Pretty is like the shallow cousin to beauty. The Lady GaGa to Madonna. The Lindsay Lohan to Elizabeth Taylor. The Rihanna to Michelle Obama. In real life, I don’t go too much for pretty. I've always been more attracted to, found more beauty in things that are a little worn or off-center or unmatched. I’m a fan of pied beauty.

 
GLORY be to God for dappled things—
  For skies of couple-colour as a brinded cow;
    For rose-moles all in stipple upon trout that swim;
Fresh-firecoal chestnut-falls; finches’ wings;
  Landscape plotted and pieced—fold, fallow, and plough;        5
    And all trades, their gear and tackle and trim.
 
All things counter, original, spare, strange;
  Whatever is fickle, freckled, [fortyish] (who knows how?)
    With swift, slow; sweet, sour; adazzle, dim;
He fathers-forth whose beauty is past change:        10
                  Praise him.


When I look at older women—and lately I've been doing that a lot. Checking out jowls and necks and brows, comparing, trying to figure out how some women manage to look old but beautiful—I admire most the ones that are more than pretty. The ones whose faces show strength of will, force of character, life. And when I look at young women—Those smooth foreheads! That glowing skin!—sometimes the prettiness looks a little unformed. Those unlined faces look to me literally incomplete. And I think there will be more beauty when time seasons a little of that pretty.

It felt like a revelation and a relief (and okay, maybe a bit of sour grapes) to just let go of pretty. Elegant, handsome, stylish, beautiful, confident, striking, fit, attractive—these I’m hoping for a lifetime supply of. But pretty, my stores on that are running low. And maybe I’m okay with that.

Friday, October 26, 2012

How to Make an Awesome Blanket Fort

Do "forts" have the cachet at your house that they have here? Every few weeks we build a fort that takes over an entire room.

The tricky part is often the ceiling. Like in this picture from last year. The kids had used buckets of toys and boxes of books to try to hold blankets up for the ceiling. And it all came crashing down.


Fortunately, I have now figured out The Best Way to Make an Awesome Blanket Fort for the Amazement and Entertainment of All Your Friends.

Step 1: Make two rows out of your kitchen chairs. The chairs are the four corners of your fort.

Step 2: Fit each corner of a fitted sheet over the chairs. This is your ceiling.

Step 3: Drape sheets over each side. These are your walls.

Step 4: Enjoy. Bring in snacks, clipboards and crayons, a mini DVD player, a stack of books, your sister...






Friday, October 19, 2012

6 Word Love Poem: October

The truth is, it's been a long week. Teenager trouble, car trouble and the resultantly exacerbated money trouble. Then Mark took Logan and my car (now shipshape) to Goblin Valley with the Young Men for the weekend, leaving me and kids stranded and a little bored.

Good day to take the long view and post another 6-word love poem in honor of our upcoming twentieth anniversary:


Thrift store. Temple altar. Target. Turkey?

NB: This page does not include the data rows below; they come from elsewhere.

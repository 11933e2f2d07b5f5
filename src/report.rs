//! HTML fragment assembly and the extension point over the host runner.
//!
//! The host owns the report page; waldorf only contributes per-test detail
//! fragments. Each profiling summary and call graph becomes a collapsible
//! popup section spliced into the test's captured output, which the base
//! report template renders inside a `<pre>` block.

use std::path::Path;

use time::OffsetDateTime;

use crate::{
    Config, CpuProfiler, ProfileData, Prune, RunDirs, SortKey, TestId, WaldorfError,
    WaldorfResult, dot_for_test, dot_available, relative_to, render_dot, render_stats, run_stamp,
};

/// Where assembled per-test fragments go. Implemented by the host's HTML
/// report writer.
pub trait ReportSink {
    /// Path of the HTML report file; image links are made relative to its
    /// directory.
    fn report_path(&self) -> &Path;

    /// Append the assembled detail fragment for one test.
    fn append_test_detail(&mut self, test: &TestId, html: &str) -> WaldorfResult<()>;
}

/// Collapsible popup section. The fragment closes and reopens the
/// surrounding `<pre>` block of the base template.
pub fn popup_fragment(div_id: &str, title: &str, body: &str) -> String {
    format!(
        r#"
</pre>
<a class="popup_link" onfocus="this.blur();" href="javascript:showTestDetail('{div_id}')">{title}</a>
<p>
<div id='{div_id}' class="popup_window" style="background-color: #D9D9D9; margin-top: 10; margin-bottom: 10">
    <div style='text-align: right; color:black;cursor:pointer'>
        <a onfocus='this.blur();' onclick="document.getElementById('{div_id}').style.display = 'none' " >
           [x]</a>
    </div>
    <pre>{body}</pre>
</div>
</p>
<pre>"#
    )
}

pub fn img_fragment(src: &Path) -> String {
    format!("\n<img src=\"{}\">\n", src.display())
}

pub fn escape_html(s: &str) -> String {
    s.replace('&', "&amp;")
        .replace('<', "&lt;")
        .replace('>', "&gt;")
        .replace('"', "&quot;")
        .replace('\'', "&apos;")
}

/// The per-test profiling extension. Construct once per run of the host
/// test-runner; `profile_test` is the pre-test wrap and `report_test` the
/// post-test report assembly hook.
#[derive(Debug)]
pub struct HtmlProfiler {
    config: Config,
    dirs: RunDirs,
    profiler: CpuProfiler,
    call_graph: bool,
}

impl HtmlProfiler {
    pub fn new(config: Config) -> WaldorfResult<Self> {
        if config.sample_hz <= 0 {
            return Err(WaldorfError::Config(format!(
                "sample_hz must be positive, got {}",
                config.sample_hz
            )));
        }
        let stamp = run_stamp(OffsetDateTime::now_utc())?;
        let dirs = RunDirs::new(config.profile_dir.clone(), stamp);
        std::fs::create_dir_all(dirs.run_dir())?;

        let call_graph = config.call_graph && dot_available();
        if config.call_graph && !call_graph {
            tracing::debug!("call graphs requested but no layout engine is installed");
        }

        Ok(Self {
            profiler: CpuProfiler::new(config.sample_hz),
            config,
            dirs,
            call_graph,
        })
    }

    pub fn run_dirs(&self) -> &RunDirs {
        &self.dirs
    }

    pub fn call_graph_enabled(&self) -> bool {
        self.call_graph
    }

    /// Run one test under the profiler and persist its profile data.
    pub fn profile_test<T>(&self, test: &TestId, run: impl FnOnce() -> T) -> WaldorfResult<T> {
        std::fs::create_dir_all(self.dirs.test_dir(test))?;
        let (value, profile) = self.profiler.profile(run)?;
        profile.write_json(&self.dirs.profile_path(test))?;
        Ok(value)
    }

    /// Assemble this test's detail fragment and hand it to the host report.
    pub fn report_test(
        &self,
        sink: &mut dyn ReportSink,
        test: &TestId,
        captured_output: &str,
    ) -> WaldorfResult<()> {
        let html = self.test_detail_html(test, captured_output, sink.report_path())?;
        sink.append_test_detail(test, &html)
    }

    /// Escaped captured output, both profiling summaries, and (when
    /// enabled) the three call-graph sections.
    pub fn test_detail_html(
        &self,
        test: &TestId,
        captured_output: &str,
        report_path: &Path,
    ) -> WaldorfResult<String> {
        let profile = ProfileData::read_json(&self.dirs.profile_path(test))?;

        let mut out = escape_html(captured_output);
        for sort in SortKey::ALL {
            out.push_str(&self.profile_section(test, &profile, sort));
        }
        if self.call_graph {
            for prune in Prune::ALL {
                out.push_str(&self.callgraph_section(test, &profile, prune, report_path)?);
            }
        }
        Ok(out)
    }

    fn profile_section(&self, test: &TestId, profile: &ProfileData, sort: SortKey) -> String {
        let report = render_stats(profile, sort);
        popup_fragment(
            &format!("{}.{}", test.as_str(), sort.label()),
            sort.link_title(),
            &escape_html(&report),
        )
    }

    fn callgraph_section(
        &self,
        test: &TestId,
        profile: &ProfileData,
        prune: Prune,
        report_path: &Path,
    ) -> WaldorfResult<String> {
        let dot = dot_for_test(profile, test.short_name(), prune);
        let image_path = self.dirs.image_path(test, prune, self.config.image_format);

        if self.config.keep_dot {
            let dot_path = self.dirs.dot_path(test, prune);
            std::fs::write(&dot_path, &dot)?;
            render_dot(&dot_path, &image_path, self.config.image_format)?;
        } else {
            let tmp = std::env::temp_dir().join(format!("waldorf-{}.dot", uuid::Uuid::new_v4()));
            std::fs::write(&tmp, &dot)?;
            let rendered = render_dot(&tmp, &image_path, self.config.image_format);
            let _ = std::fs::remove_file(&tmp);
            rendered?;
        }

        let report_dir = report_path.parent().unwrap_or_else(|| Path::new("."));
        let rel = relative_to(&image_path, report_dir);
        Ok(popup_fragment(
            &format!("{}.{}", test.as_str(), prune.file_stem()),
            prune.title(),
            &img_fragment(&rel),
        ))
    }
}

#[cfg(test)]
mod tests {
    use super::*;
    use std::path::PathBuf;
    use uuid::Uuid;

    struct MemorySink {
        report_path: PathBuf,
        details: Vec<(String, String)>,
    }

    impl ReportSink for MemorySink {
        fn report_path(&self) -> &Path {
            &self.report_path
        }

        fn append_test_detail(&mut self, test: &TestId, html: &str) -> WaldorfResult<()> {
            self.details.push((test.as_str().to_string(), html.to_string()));
            Ok(())
        }
    }

    fn temp_workspace(name: &str) -> PathBuf {
        let dir = std::env::temp_dir().join(format!("waldorf-report-{name}-{}", Uuid::new_v4()));
        std::fs::create_dir_all(&dir).expect("workspace");
        dir
    }

    fn sample_profile() -> ProfileData {
        ProfileData::from_folded(
            100,
            &[(vec!["suite::case".to_string(), "worker".to_string()], 10)],
        )
    }

    fn profiler_without_call_graphs(ws: &Path) -> HtmlProfiler {
        let config = Config {
            profile_dir: ws.join("profiles"),
            call_graph: false,
            ..Config::default()
        };
        HtmlProfiler::new(config).expect("profiler")
    }

    #[test]
    fn escape_html_covers_markup_characters() {
        assert_eq!(
            escape_html(r#"<b>"fast" & 'loose'</b>"#),
            "&lt;b&gt;&quot;fast&quot; &amp; &apos;loose&apos;&lt;/b&gt;"
        );
    }

    #[test]
    fn popup_fragment_wires_div_id_into_link_and_window() {
        let html = popup_fragment("suite.case.cumulative", "Profiling report", "BODY");
        assert!(html.contains("showTestDetail('suite.case.cumulative')"));
        assert!(html.contains("<div id='suite.case.cumulative' class=\"popup_window\""));
        assert!(html.contains("<pre>BODY</pre>"));
        // The fragment must close and reopen the surrounding pre block.
        assert!(html.trim_start().starts_with("</pre>"));
        assert!(html.trim_end().ends_with("<pre>"));
    }

    #[test]
    fn img_fragment_embeds_the_source_path() {
        assert_eq!(
            img_fragment(Path::new("../run/test/graph.png")),
            "\n<img src=\"../run/test/graph.png\">\n"
        );
    }

    #[test]
    fn new_rejects_non_positive_sample_rate() {
        let config = Config {
            sample_hz: 0,
            ..Config::default()
        };
        let err = HtmlProfiler::new(config).expect_err("must fail");
        match err {
            WaldorfError::Config(msg) => assert!(msg.contains("sample_hz"), "message: {msg}"),
            other => panic!("expected config error, got {other:?}"),
        }
    }

    #[test]
    fn detail_html_contains_escaped_output_and_both_summaries() {
        let ws = temp_workspace("detail");
        let profiler = profiler_without_call_graphs(&ws);
        let test = TestId::new("suite::case");
        sample_profile()
            .write_json(&profiler.run_dirs().profile_path(&test))
            .expect("profile");

        let html = profiler
            .test_detail_html(&test, "output <raw>", &ws.join("report.html"))
            .expect("detail html");

        assert!(html.starts_with("output &lt;raw&gt;"));
        assert!(html.contains("Profiling report (cumulative time)"));
        assert!(html.contains("Profiling report (internal time)"));
        assert!(html.contains("showTestDetail('suite::case.cumulative')"));
        assert!(html.contains("showTestDetail('suite::case.internal')"));
        // Summaries are escaped before embedding.
        assert!(html.contains("--- PROFILE (SORTED BY CUMULATIVE TIME)---"));
        assert!(!html.contains("<img"), "call graphs are disabled");
    }

    #[test]
    fn report_test_appends_through_the_sink() {
        let ws = temp_workspace("sink");
        let profiler = profiler_without_call_graphs(&ws);
        let test = TestId::new("suite::case");
        sample_profile()
            .write_json(&profiler.run_dirs().profile_path(&test))
            .expect("profile");

        let mut sink = MemorySink {
            report_path: ws.join("report.html"),
            details: Vec::new(),
        };
        profiler
            .report_test(&mut sink, &test, "ok")
            .expect("report test");

        assert_eq!(sink.details.len(), 1);
        assert_eq!(sink.details[0].0, "suite::case");
        assert!(sink.details[0].1.contains("Profiling report (cumulative time)"));
    }

    #[test]
    fn missing_profile_is_an_error() {
        let ws = temp_workspace("missing-profile");
        let profiler = profiler_without_call_graphs(&ws);
        let test = TestId::new("suite::case");
        let err = profiler
            .test_detail_html(&test, "", &ws.join("report.html"))
            .expect_err("no profile recorded");
        match err {
            WaldorfError::Io(_) => {}
            other => panic!("expected io error, got {other:?}"),
        }
    }
}
//! Call-graph construction, pruning, and DOT output.
//!
//! The graph is a projection of [`ProfileData`]: one node per profiled
//! function weighted by its share of total samples, one edge per observed
//! caller → callee adjacency. Layout and rasterization stay with the
//! external Graphviz engine; this module only emits the DOT description.

use std::collections::{BTreeMap, BTreeSet, VecDeque};

use crate::{CallEdge, ProfileData};

/// Time metric a graph is pruned and colored by.
#[derive(Debug, Clone, Copy, PartialEq, Eq)]
pub enum Metric {
    Cumulative,
    Internal,
}

/// The three fixed pruning policies applied per test.
#[derive(Debug, Clone, Copy, PartialEq, Eq)]
pub enum Prune {
    PrunedCumulative,
    PrunedInternal,
    NonPruned,
}

impl Prune {
    pub const ALL: [Prune; 3] = [Self::PrunedCumulative, Self::PrunedInternal, Self::NonPruned];

    /// File stem of the .dot/image artifacts, also the popup div id suffix.
    pub fn file_stem(self) -> &'static str {
        match self {
            Self::PrunedCumulative => "call_graph_pruned_cumulative",
            Self::PrunedInternal => "call_graph_pruned_internal",
            Self::NonPruned => "call_graph_non_pruned",
        }
    }

    /// Section title shown as the popup link text.
    pub fn title(self) -> &'static str {
        match self {
            Self::PrunedCumulative => "Call-graph (pruned, colored by cumulative time)",
            Self::PrunedInternal => "Call-graph (pruned, colored by internal time)",
            Self::NonPruned => "Call-graph (not pruned, colored by cumulative time)",
        }
    }

    pub fn metric(self) -> Metric {
        match self {
            Self::PrunedInternal => Metric::Internal,
            Self::PrunedCumulative | Self::NonPruned => Metric::Cumulative,
        }
    }

    /// Functions below this share of total samples are dropped.
    pub fn node_threshold(self) -> f64 {
        match self {
            Self::NonPruned => 0.0,
            Self::PrunedCumulative | Self::PrunedInternal => 0.005,
        }
    }

    /// Edges below this share of total samples are dropped.
    pub fn edge_threshold(self) -> f64 {
        match self {
            Self::NonPruned => 0.0,
            Self::PrunedCumulative | Self::PrunedInternal => 0.001,
        }
    }
}

/// Node/edge colors interpolated between a cold and a hot HSL anchor.
#[derive(Debug, Clone, Copy)]
pub struct Hsl {
    pub h: f64,
    pub s: f64,
    pub l: f64,
}

#[derive(Debug, Clone, Copy)]
pub struct Theme {
    pub min_color: Hsl,
    pub max_color: Hsl,
    pub gamma: f64,
    pub font_name: &'static str,
}

/// Dark blue for cold functions through saturated red for hot ones.
pub const TEMPERATURE_COLORMAP: Theme = Theme {
    min_color: Hsl {
        h: 2.0 / 3.0,
        s: 0.80,
        l: 0.25,
    },
    max_color: Hsl {
        h: 0.0,
        s: 1.0,
        l: 0.5,
    },
    gamma: 1.0,
    font_name: "vera",
};

impl Theme {
    /// `#rrggbb` for a weight in `[0, 1]`.
    pub fn color(&self, weight: f64) -> String {
        let w = weight.clamp(0.0, 1.0).powf(self.gamma);
        let h = self.min_color.h + w * (self.max_color.h - self.min_color.h);
        let s = self.min_color.s + w * (self.max_color.s - self.min_color.s);
        let l = self.min_color.l + w * (self.max_color.l - self.min_color.l);
        let (r, g, b) = hsl_to_rgb(h, s, l);
        format!("#{r:02x}{g:02x}{b:02x}")
    }

    fn font_size(&self, weight: f64) -> f64 {
        8.0 + 14.0 * weight.clamp(0.0, 1.0)
    }

    fn pen_width(&self, weight: f64) -> f64 {
        0.5 + 4.0 * weight.clamp(0.0, 1.0)
    }
}

/// `h` is a fraction of a full turn, `s`/`l` in `[0, 1]`.
fn hsl_to_rgb(h: f64, s: f64, l: f64) -> (u8, u8, u8) {
    let h = h.rem_euclid(1.0) * 6.0;
    let c = (1.0 - (2.0 * l - 1.0).abs()) * s;
    let x = c * (1.0 - (h.rem_euclid(2.0) - 1.0).abs());
    let (r, g, b) = match h {
        v if v < 1.0 => (c, x, 0.0),
        v if v < 2.0 => (x, c, 0.0),
        v if v < 3.0 => (0.0, c, x),
        v if v < 4.0 => (0.0, x, c),
        v if v < 5.0 => (x, 0.0, c),
        _ => (c, 0.0, x),
    };
    let m = l - c / 2.0;
    let to_byte = |v: f64| ((v + m).clamp(0.0, 1.0) * 255.0).round() as u8;
    (to_byte(r), to_byte(g), to_byte(b))
}

#[derive(Debug, Clone, Copy)]
struct NodeWeight {
    self_samples: u64,
    cum_samples: u64,
}

#[derive(Debug, Clone)]
pub struct CallGraph {
    total_samples: u64,
    nodes: BTreeMap<String, NodeWeight>,
    edges: Vec<CallEdge>,
}

impl CallGraph {
    pub fn from_profile(profile: &ProfileData) -> Self {
        let nodes = profile
            .functions
            .iter()
            .map(|f| {
                (
                    f.name.clone(),
                    NodeWeight {
                        self_samples: f.self_samples,
                        cum_samples: f.cum_samples,
                    },
                )
            })
            .collect();
        Self {
            total_samples: profile.total_samples,
            nodes,
            edges: profile.edges.clone(),
        }
    }

    pub fn node_count(&self) -> usize {
        self.nodes.len()
    }

    pub fn edge_count(&self) -> usize {
        self.edges.len()
    }

    pub fn contains(&self, name: &str) -> bool {
        self.nodes.contains_key(name)
    }

    /// The profiled function whose name ends with the test's short name,
    /// only if exactly one matches.
    pub fn find_test_root(&self, short_name: &str) -> Option<String> {
        let mut matches = self.nodes.keys().filter(|name| name.ends_with(short_name));
        match (matches.next(), matches.next()) {
            (Some(root), None) => Some(root.clone()),
            _ => None,
        }
    }

    /// Restrict the graph to `root` and its reachable descendants.
    pub fn prune_root(&mut self, root: &str) {
        if !self.nodes.contains_key(root) {
            return;
        }
        let mut keep = BTreeSet::new();
        let mut queue = VecDeque::new();
        keep.insert(root.to_string());
        queue.push_back(root.to_string());
        while let Some(current) = queue.pop_front() {
            for edge in &self.edges {
                if edge.caller == current && !keep.contains(&edge.callee) {
                    keep.insert(edge.callee.clone());
                    queue.push_back(edge.callee.clone());
                }
            }
        }
        self.nodes.retain(|name, _| keep.contains(name));
        self.edges
            .retain(|e| keep.contains(&e.caller) && keep.contains(&e.callee));
    }

    /// Drop functions and edges below the given shares of total samples.
    pub fn prune(&mut self, node_threshold: f64, edge_threshold: f64, metric: Metric) {
        let total = self.total_samples;
        self.nodes
            .retain(|_, w| fraction(metric_samples(*w, metric), total) >= node_threshold);
        let nodes = &self.nodes;
        self.edges.retain(|e| {
            nodes.contains_key(&e.caller)
                && nodes.contains_key(&e.callee)
                && fraction(e.samples, total) >= edge_threshold
        });
    }

    /// Emit the DOT description, colored by `metric` under `theme`.
    pub fn to_dot(&self, theme: &Theme, metric: Metric) -> String {
        let font = theme.font_name;
        let mut out = String::new();
        out.push_str("digraph {\n");
        out.push_str(&format!(
            "\tgraph [fontname=\"{font}\", ranksep=0.25, nodesep=0.125];\n"
        ));
        out.push_str(&format!(
            "\tnode [fontname=\"{font}\", shape=box, style=filled, fontcolor=white, width=0, height=0];\n"
        ));
        out.push_str(&format!("\tedge [fontname=\"{font}\"];\n"));

        for (name, weight) in &self.nodes {
            let w = fraction(metric_samples(*weight, metric), self.total_samples);
            out.push_str(&format!(
                "\t{} [label=\"{}\\n{:.2}%\\n({:.2}%)\\n{}x\", fillcolor=\"{}\", fontsize=\"{:.2}\"];\n",
                quote(name),
                escape_label(name),
                100.0 * fraction(weight.cum_samples, self.total_samples),
                100.0 * fraction(weight.self_samples, self.total_samples),
                weight.cum_samples,
                theme.color(w),
                theme.font_size(w),
            ));
        }

        for edge in &self.edges {
            let w = fraction(edge.samples, self.total_samples);
            out.push_str(&format!(
                "\t{} -> {} [label=\"{:.2}%\", color=\"{}\", penwidth=\"{:.2}\", fontsize=\"{:.2}\"];\n",
                quote(&edge.caller),
                quote(&edge.callee),
                100.0 * w,
                theme.color(w),
                theme.pen_width(w),
                theme.font_size(w),
            ));
        }

        out.push_str("}\n");
        out
    }
}

fn metric_samples(w: NodeWeight, metric: Metric) -> u64 {
    match metric {
        Metric::Cumulative => w.cum_samples,
        Metric::Internal => w.self_samples,
    }
}

fn fraction(samples: u64, total: u64) -> f64 {
    if total == 0 {
        return 0.0;
    }
    samples as f64 / total as f64
}

fn quote(name: &str) -> String {
    format!("\"{}\"", name.replace('\\', "\\\\").replace('"', "\\\""))
}

fn escape_label(name: &str) -> String {
    name.replace('\\', "\\\\").replace('"', "\\\"")
}

/// The DOT description for one test under one pruning policy: root-prune
/// to the uniquely matched test function (if any), threshold-prune, then
/// write with the temperature colormap.
pub fn dot_for_test(profile: &ProfileData, test_short_name: &str, prune: Prune) -> String {
    let mut graph = CallGraph::from_profile(profile);
    if let Some(root) = graph.find_test_root(test_short_name) {
        graph.prune_root(&root);
    }
    graph.prune(prune.node_threshold(), prune.edge_threshold(), prune.metric());
    graph.to_dot(&TEMPERATURE_COLORMAP, prune.metric())
}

One of our first dates was to a thrift store. Target seems to encapsulate a lot about our life now. Turkey is on our list of places we'd like to go. (along with Bhutan, Jerusalem, Costa Rica, Rome, Mumbai...) You know, when we're old and free from teenager trouble, car trouble, and money trouble.

Saturday, October 6, 2012

A Year Less

This morning while we were all getting ready to go to Levi's soccer game, we turned on the TV to listen to the beginning of General Conference. While I was making my bed, I heard President Monson announce that, effective immediately, young men were eligible to go on missions at age eighteen instead of having to wait until nineteen. Tick, tick, tick, it dawns on me that this means Roscoe will likely leave for his mission this summer. In just a few months.

For a couple years now I've been on a conscientious program to gradually prepare myself for Roscoe leaving on his mission. For the day I pull into the MTC driveway, drop him off, and drive away not to lay eyes upon him again for two years. No matter how much I love the gospel and cherish the beautiful image of Roscoe growing the testimonies of himself and others, this is a hard pill for a loving mama to swallow.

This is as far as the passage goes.